[Entries taken from a collection]

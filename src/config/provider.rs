//! Provider configuration model.

use std::path::PathBuf;
use std::time::Duration;

use serde::{Deserialize, Serialize};

use crate::api::{Authenticator, DEFAULT_REQUEST_TIMEOUT_SECS, MetaKubeClient};
use crate::diagnostics::Diagnostics;
use crate::error::Result;

const fn default_request_timeout_secs() -> u64 {
    DEFAULT_REQUEST_TIMEOUT_SECS
}

/// Settings shared by every resource of one provider instance.
#[derive(Debug, Clone, PartialEq, Eq, Serialize, Deserialize)]
pub struct ProviderConfig {
    /// API base URL, e.g. `https://metakube.syseleven.de`.
    #[serde(default)]
    pub host: String,

    /// Inline API token.
    #[serde(default, skip_serializing_if = "Option::is_none")]
    pub token: Option<String>,

    /// Path of a file holding the API token; `~` is expanded.
    #[serde(default, skip_serializing_if = "Option::is_none")]
    pub token_path: Option<String>,

    /// Development mode: debug logging.
    #[serde(default)]
    pub development: bool,

    /// Debug logging.
    #[serde(default)]
    pub debug: bool,

    /// Optional file receiving JSON log lines.
    #[serde(default, skip_serializing_if = "Option::is_none")]
    pub log_path: Option<PathBuf>,

    /// Per-request HTTP timeout in seconds.
    #[serde(default = "default_request_timeout_secs")]
    pub request_timeout_secs: u64,
}

impl Default for ProviderConfig {
    fn default() -> Self {
        Self {
            host: String::new(),
            token: None,
            token_path: None,
            development: false,
            debug: false,
            log_path: None,
            request_timeout_secs: DEFAULT_REQUEST_TIMEOUT_SECS,
        }
    }
}

fn is_set(value: Option<&String>) -> bool {
    value.is_some_and(|v| !v.trim().is_empty())
}

impl ProviderConfig {
    /// Returns true when logs should include debug events.
    #[must_use]
    pub const fn verbose(&self) -> bool {
        self.development || self.debug
    }

    /// Returns the per-request HTTP timeout.
    #[must_use]
    pub const fn request_timeout(&self) -> Duration {
        Duration::from_secs(self.request_timeout_secs)
    }

    /// Checks the configuration without touching the network.
    #[must_use]
    pub fn check(&self) -> Diagnostics {
        let mut out = Diagnostics::new();

        if self.host.trim().is_empty() {
            out.error_at("host", "Missing host", "The MetaKube API URL must be set.");
        } else {
            match reqwest::Url::parse(&self.host) {
                Ok(url) if matches!(url.scheme(), "http" | "https") => {}
                Ok(url) => out.error_at(
                    "host",
                    "Invalid host",
                    format!("host must use http or https, got {:?}", url.scheme()),
                ),
                Err(e) => out.error_at("host", "Invalid host", format!("{:?}: {e}", self.host)),
            }
        }

        match (is_set(self.token.as_ref()), is_set(self.token_path.as_ref())) {
            (true, true) => out.error_at(
                "token",
                "Conflicting token sources",
                "Only one of token and token_path may be set.",
            ),
            (false, false) => out.error_at(
                "token",
                "Missing token",
                "Either token or token_path must be set.",
            ),
            _ => {}
        }

        if self.request_timeout_secs == 0 {
            out.error_at(
                "request_timeout_secs",
                "Invalid request timeout",
                "The request timeout must be at least one second.",
            );
        }

        out
    }

    /// Validates the configuration.
    ///
    /// # Errors
    ///
    /// Returns a validation error listing every problem with its attribute.
    pub fn validate(&self) -> Result<()> {
        self.check().into_result().map(|_| ())
    }

    /// Builds the API client described by this configuration.
    ///
    /// `host_version` is the orchestrator version reported in the user agent.
    ///
    /// # Errors
    ///
    /// Returns an error if the configuration is invalid or the token cannot
    /// be resolved.
    pub fn client(&self, host_version: &str) -> Result<MetaKubeClient> {
        self.validate()?;
        let token = Authenticator::new(self.token.clone(), self.token_path.clone()).token()?;
        MetaKubeClient::new(&self.host, &token, host_version, self.request_timeout())
    }
}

### Task objective
All that belongs in the answer is the lines from the start of the entries above through the line containing "#[derive(Debug, Clone, PartialEq, Eq, Serialize, Deserialize)]", each given exactly.

### Task solution
filename src/config/provider.rs
//! Provider configuration model.

use std::path::PathBuf;
use std::time::Duration;

use serde::{Deserialize, Serialize};

use crate::api::{Authenticator, DEFAULT_REQUEST_TIMEOUT_SECS, MetaKubeClient};
use crate::diagnostics::Diagnostics;
use crate::error::Result;

const fn default_request_timeout_secs() -> u64 {
    DEFAULT_REQUEST_TIMEOUT_SECS
}

/// Settings shared by every resource of one provider instance.
#[derive(Debug, Clone, PartialEq, Eq, Serialize, Deserialize)]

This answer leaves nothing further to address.